Cotton candy: The little-known history of Nashville's most famous invention

Nashville's Gray & Dudley executive chef Levon Wallace demonstrates how his restaurant makes cotton candy, which is served after every meal, a tradition for 21c museum hotels. The cotton candy is served in a glass to customers after meals. (Photo: Shelley Mays/The Tennessean )
Nashville's Gray & Dudley executive chef Levon Wallace demonstrates how his restaurant makes cotton candy, which is served after every meal, a tradition for 21c museum hotels. The cotton candy is served in a glass to customers after meals. (Photo: Shelley Mays/The Tennessean )

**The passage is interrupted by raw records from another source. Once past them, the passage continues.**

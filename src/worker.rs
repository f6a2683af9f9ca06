//! Signal-multiplexing worker thread
//!
//! This module contains the generic worker-thread primitive the producer and
//! consumer sides are built on. A [`SignalWorker`] gives its owner a dedicated
//! background thread that blocks on a prioritized wait over three independent
//! binary signals and dispatches to owner hooks, without busy-polling:
//!
//! - **Quit** - raised by [`SignalWorker::request_quit`] or at teardown;
//!   absolute priority, structurally terminal
//! - **Trigger** - raised by [`SignalWorker::signal`] from any thread
//! - **Restart/timeout** - the wakeup interval elapsed, or
//!   [`SignalWorker::set_wakeup_interval`] asked the loop to re-evaluate its
//!   wait timeout
//!
//! Signals are bounded(1) crossbeam channels: `try_send` raises a signal
//! idempotently and a receive consumes it, giving auto-reset semantics. The
//! wait-any is a `select!` over the three receivers with an optional timeout.
//!
//! A hook that returns an error is caught and logged; the loop continues,
//! except after quit, which terminates the loop regardless of the hook
//! outcome.
//!
//! Instead of spawning the loop, a foreign caller can drive one wait-any
//! cycle synchronously with [`SignalWorker::wait_for_signal_once`].

use crate::error::{FrameFlowError, Result};
use crossbeam_channel::{bounded, select, Receiver, RecvTimeoutError, Sender};
use std::sync::atomic::{AtomicBool, AtomicU64, Ordering};
use std::sync::{Arc, Mutex, PoisonError};
use std::thread::JoinHandle;
use std::time::Duration;

/// Bounded wait applied when joining the loop thread at teardown
pub const JOIN_TIMEOUT: Duration = Duration::from_secs(5);

/// Which kind of signal a wait-any cycle resolved to
#[derive(Debug, Clone, Copy, PartialEq, Eq, Default)]
pub enum SignalKind {
    /// Unknown or unmapped signal
    #[default]
    Unknown,
    /// A hook failed while handling the signal
    Fault,
    /// Quit signal consumed; the activation is over
    Quit,
    /// Trigger signal consumed
    Trigger,
    /// Wakeup interval elapsed or restart was requested
    Timeout,
}

/// Cooperative cancellation flag scoped to one worker activation
///
/// Cloned into processing units; observed between work slices rather than
/// forcing thread termination.
#[derive(Debug, Clone, Default)]
pub struct CancelToken(Arc<AtomicBool>);

impl CancelToken {
    /// Create a fresh, uncancelled token
    pub fn new() -> Self {
        Self::default()
    }

    /// Request cancellation
    pub fn cancel(&self) {
        self.0.store(true, Ordering::SeqCst);
    }

    /// Check whether cancellation has been requested
    pub fn is_cancelled(&self) -> bool {
        self.0.load(Ordering::SeqCst)
    }
}

/// Execution context handed to every hook invocation
#[derive(Debug, Clone)]
pub struct SignalContext {
    /// Name of the worker dispatching the hook
    pub worker: String,
    /// Cancellation token of the current activation
    pub cancel: CancelToken,
}

/// A hook invoked by the worker loop on its own thread
pub type SignalHook = Box<dyn FnMut(&SignalContext) -> Result<()> + Send>;

/// Owner hooks dispatched by a worker activation
///
/// All hooks are optional; a missing hook makes the signal a no-op.
#[derive(Default)]
pub struct WorkerHooks {
    on_trigger: Option<SignalHook>,
    on_timeout: Option<SignalHook>,
    on_quit: Option<SignalHook>,
}

impl WorkerHooks {
    /// Create an empty hook set
    pub fn new() -> Self {
        Self::default()
    }

    /// Set the hook invoked on a trigger signal
    pub fn on_trigger(mut self, hook: impl FnMut(&SignalContext) -> Result<()> + Send + 'static) -> Self {
        self.on_trigger = Some(Box::new(hook));
        self
    }

    /// Set the hook invoked on timeout or restart
    pub fn on_timeout(mut self, hook: impl FnMut(&SignalContext) -> Result<()> + Send + 'static) -> Self {
        self.on_timeout = Some(Box::new(hook));
        self
    }

    /// Set the hook invoked once when the quit signal is consumed
    pub fn on_quit(mut self, hook: impl FnMut(&SignalContext) -> Result<()> + Send + 'static) -> Self {
        self.on_quit = Some(Box::new(hook));
        self
    }
}

/// One binary signal with auto-reset semantics
///
/// A bounded(1) channel: raising an already-raised signal is a no-op, a
/// receive consumes it.
struct SignalSlot {
    tx: Sender<()>,
    rx: Receiver<()>,
}

impl SignalSlot {
    fn new() -> Self {
        let (tx, rx) = bounded(1);
        Self { tx, rx }
    }

    /// Raise the signal; idempotent and non-blocking
    fn raise(&self) {
        let _ = self.tx.try_send(());
    }

    /// Consume the signal if raised
    fn consume(&self) -> bool {
        self.rx.try_recv().is_ok()
    }

    /// Drop any pending raise
    fn clear(&self) {
        while self.rx.try_recv().is_ok() {}
    }
}

/// What a wait-any cycle observed, before hook dispatch
#[derive(Debug, Clone, Copy, PartialEq, Eq)]
enum WaitOutcome {
    Quit,
    Trigger,
    /// Restart signal or interval expiry; both re-enter the timeout path
    Timeout,
}

/// State shared between the owner-facing handle and the loop thread
struct WorkerShared {
    name: String,
    /// Poll interval in milliseconds; 0 waits indefinitely
    wakeup_ms: AtomicU64,
    quit: SignalSlot,
    trigger: SignalSlot,
    restart: SignalSlot,
    /// Cancellation flag scoped to the current activation
    cancel: Mutex<CancelToken>,
    initialized: AtomicBool,
}

impl WorkerShared {
    fn cancel_token(&self) -> CancelToken {
        self.cancel
            .lock()
            .unwrap_or_else(PoisonError::into_inner)
            .clone()
    }

    fn context(&self) -> SignalContext {
        SignalContext {
            worker: self.name.clone(),
            cancel: self.cancel_token(),
        }
    }

    /// Block until one signal fires, honoring quit priority
    ///
    /// `timeout` of `None` waits indefinitely. If quit is raised together with
    /// another signal, quit wins.
    fn wait_any(&self, timeout: Option<Duration>) -> WaitOutcome {
        if self.quit.consume() {
            return WaitOutcome::Quit;
        }
        let outcome = match timeout {
            Some(t) => {
                select! {
                    recv(self.quit.rx) -> _ => WaitOutcome::Quit,
                    recv(self.trigger.rx) -> _ => WaitOutcome::Trigger,
                    recv(self.restart.rx) -> _ => WaitOutcome::Timeout,
                    default(t) => WaitOutcome::Timeout,
                }
            }
            None => {
                select! {
                    recv(self.quit.rx) -> _ => WaitOutcome::Quit,
                    recv(self.trigger.rx) -> _ => WaitOutcome::Trigger,
                    recv(self.restart.rx) -> _ => WaitOutcome::Timeout,
                }
            }
        };
        // A quit raised concurrently with another signal still wins.
        if outcome != WaitOutcome::Quit && self.quit.consume() {
            return WaitOutcome::Quit;
        }
        outcome
    }

    /// Invoke the hook matching a wait outcome, converting errors to a fault
    fn dispatch(&self, outcome: WaitOutcome, hooks: &mut WorkerHooks) -> SignalKind {
        let ctx = self.context();
        match outcome {
            WaitOutcome::Quit => {
                tracing::info!("{} : detected quit signal", self.name);
                match hooks.on_quit.as_mut().map(|hook| hook(&ctx)) {
                    Some(Err(e)) => {
                        tracing::error!("{} : quit hook failed: {}", self.name, e);
                        SignalKind::Fault
                    }
                    _ => SignalKind::Quit,
                }
            }
            WaitOutcome::Trigger => match hooks.on_trigger.as_mut().map(|hook| hook(&ctx)) {
                Some(Err(e)) => {
                    tracing::error!("{} : trigger hook failed: {}", self.name, e);
                    SignalKind::Fault
                }
                _ => SignalKind::Trigger,
            },
            WaitOutcome::Timeout => match hooks.on_timeout.as_mut().map(|hook| hook(&ctx)) {
                Some(Err(e)) => {
                    tracing::error!("{} : timeout hook failed: {}", self.name, e);
                    SignalKind::Fault
                }
                _ => SignalKind::Timeout,
            },
        }
    }

    fn current_timeout(&self) -> Option<Duration> {
        match self.wakeup_ms.load(Ordering::SeqCst) {
            0 => None,
            ms => Some(Duration::from_millis(ms)),
        }
    }
}

/// Handle to a spawned loop thread plus its completion channel
struct LoopHandle {
    handle: JoinHandle<()>,
    done_rx: Receiver<()>,
}

/// A dedicated background thread multiplexing quit/trigger/timeout signals
///
/// Lifecycle: [`create`](Self::create) (idempotent) ->
/// [`start`](Self::start) -> signal deliveries -> [`destroy`](Self::destroy)
/// (bounded join). All signal-raising operations are safe from any thread.
pub struct SignalWorker {
    shared: Arc<WorkerShared>,
    thread: Mutex<Option<LoopHandle>>,
}

impl SignalWorker {
    /// Create a worker handle with the given name and poll interval
    ///
    /// `wakeup_ms` of 0 disables periodic wakeups (infinite wait). The loop
    /// thread does not exist until [`start`](Self::start).
    pub fn new(name: impl Into<String>, wakeup_ms: u64) -> Self {
        Self {
            shared: Arc::new(WorkerShared {
                name: name.into(),
                wakeup_ms: AtomicU64::new(wakeup_ms),
                quit: SignalSlot::new(),
                trigger: SignalSlot::new(),
                restart: SignalSlot::new(),
                cancel: Mutex::new(CancelToken::new()),
                initialized: AtomicBool::new(false),
            }),
            thread: Mutex::new(None),
        }
    }

    /// Worker name
    pub fn name(&self) -> &str {
        &self.shared.name
    }

    /// Whether resources are allocated for an activation
    pub fn initialized(&self) -> bool {
        self.shared.initialized.load(Ordering::SeqCst)
    }

    /// Whether the loop thread is currently alive
    pub fn running(&self) -> bool {
        self.thread
            .lock()
            .unwrap_or_else(PoisonError::into_inner)
            .as_ref()
            .map(|t| !t.handle.is_finished())
            .unwrap_or(false)
    }

    /// Cancellation token of the current activation
    pub fn cancel_token(&self) -> CancelToken {
        self.shared.cancel_token()
    }

    /// Allocate a fresh activation
    ///
    /// Tears down any previous activation, clears pending signals, installs a
    /// fresh cancellation token and marks the worker initialized. Does not
    /// start the loop thread.
    pub fn create(&self) {
        self.destroy();
        {
            let mut cancel = self
                .shared
                .cancel
                .lock()
                .unwrap_or_else(PoisonError::into_inner);
            *cancel = CancelToken::new();
        }
        self.shared.quit.clear();
        self.shared.trigger.clear();
        self.shared.restart.clear();
        self.shared.initialized.store(true, Ordering::SeqCst);
    }

    /// Spawn the loop thread
    ///
    /// Fails if [`create`](Self::create) has not been called. With
    /// `fire_trigger_immediately` the trigger signal is raised once before the
    /// loop starts waiting, so the first cycle dispatches the trigger hook.
    pub fn start(&self, fire_trigger_immediately: bool, mut hooks: WorkerHooks) -> Result<()> {
        if !self.initialized() {
            tracing::error!("{} : worker not initialized", self.shared.name);
            return Err(FrameFlowError::NotInitialized(self.shared.name.clone()));
        }
        if fire_trigger_immediately {
            self.signal();
        }

        let shared = Arc::clone(&self.shared);
        let (done_tx, done_rx) = bounded(1);
        let handle = std::thread::spawn(move || {
            tracing::info!("{} : starting thread", shared.name);
            loop {
                let outcome = shared.wait_any(shared.current_timeout());
                shared.dispatch(outcome, &mut hooks);
                if outcome == WaitOutcome::Quit {
                    break;
                }
            }
            tracing::info!("{} : thread end", shared.name);
            let _ = done_tx.try_send(());
        });

        let mut thread = self.thread.lock().unwrap_or_else(PoisonError::into_inner);
        *thread = Some(LoopHandle { handle, done_rx });
        Ok(())
    }

    /// Raise the trigger signal; idempotent, non-blocking, safe from any thread
    pub fn signal(&self) {
        self.shared.trigger.raise();
    }

    /// Cancel the activation token and raise the quit signal
    pub fn request_quit(&self) {
        self.shared.cancel_token().cancel();
        self.shared.quit.raise();
    }

    /// Update the poll interval
    ///
    /// Raises the restart signal so a waiting loop re-evaluates its timeout
    /// immediately without consuming a pending trigger or quit.
    pub fn set_wakeup_interval(&self, wakeup_ms: u64) {
        self.shared.wakeup_ms.store(wakeup_ms, Ordering::SeqCst);
        self.shared.restart.raise();
    }

    /// Perform one synchronous wait-any + dispatch cycle on the calling thread
    ///
    /// Usable instead of spawning the loop. `timeout_ms` of 0 waits
    /// indefinitely. Returns which kind of signal fired, or
    /// [`SignalKind::Fault`] if the matching hook failed.
    pub fn wait_for_signal_once(&self, timeout_ms: u64, hooks: &mut WorkerHooks) -> SignalKind {
        tracing::debug!("{} : waiting for signal", self.shared.name);
        let timeout = match timeout_ms {
            0 => None,
            ms => Some(Duration::from_millis(ms)),
        };
        let outcome = self.shared.wait_any(timeout);
        self.shared.dispatch(outcome, hooks)
    }

    /// Tear down the activation
    ///
    /// Requests quit, then waits up to [`JOIN_TIMEOUT`] for the loop thread to
    /// exit. A thread that does not stop in time is logged as stuck and
    /// abandoned; no forced termination is attempted. The worker is marked
    /// uninitialized either way.
    pub fn destroy(&self) {
        self.request_quit();
        let taken = self
            .thread
            .lock()
            .unwrap_or_else(PoisonError::into_inner)
            .take();
        if let Some(LoopHandle { handle, done_rx }) = taken {
            match done_rx.recv_timeout(JOIN_TIMEOUT) {
                Ok(()) | Err(RecvTimeoutError::Disconnected) => {
                    if handle.join().is_err() {
                        tracing::error!("{} : thread panicked", self.shared.name);
                    }
                }
                Err(RecvTimeoutError::Timeout) => {
                    // Abandon the handle; the thread keeps its resources.
                    tracing::error!("{} : thread doesn't stop", self.shared.name);
                }
            }
        }
        self.shared.initialized.store(false, Ordering::SeqCst);
    }
}

impl Drop for SignalWorker {
    fn drop(&mut self) {
        self.destroy();
    }
}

The Goo Goo Cluster celebrated its 100th anniversary with much deserved fanfare in 2012. Hot chicken is the star of its own festival in Nashville each year. Meat-and-three restaurants are Nashville lunchtime staples almost every day.

And yet, one of Nashville's most consequential culinary breakthroughs has slipped by the wayside, drifting away to the point that many longtime residents aren't even aware it was invented here.

You know it as cotton candy, but in the 1890s, a Nashville dentist - yes, a dentist - and a candymaker partnered to invent a fluffy, sugary treat they called "fairy floss."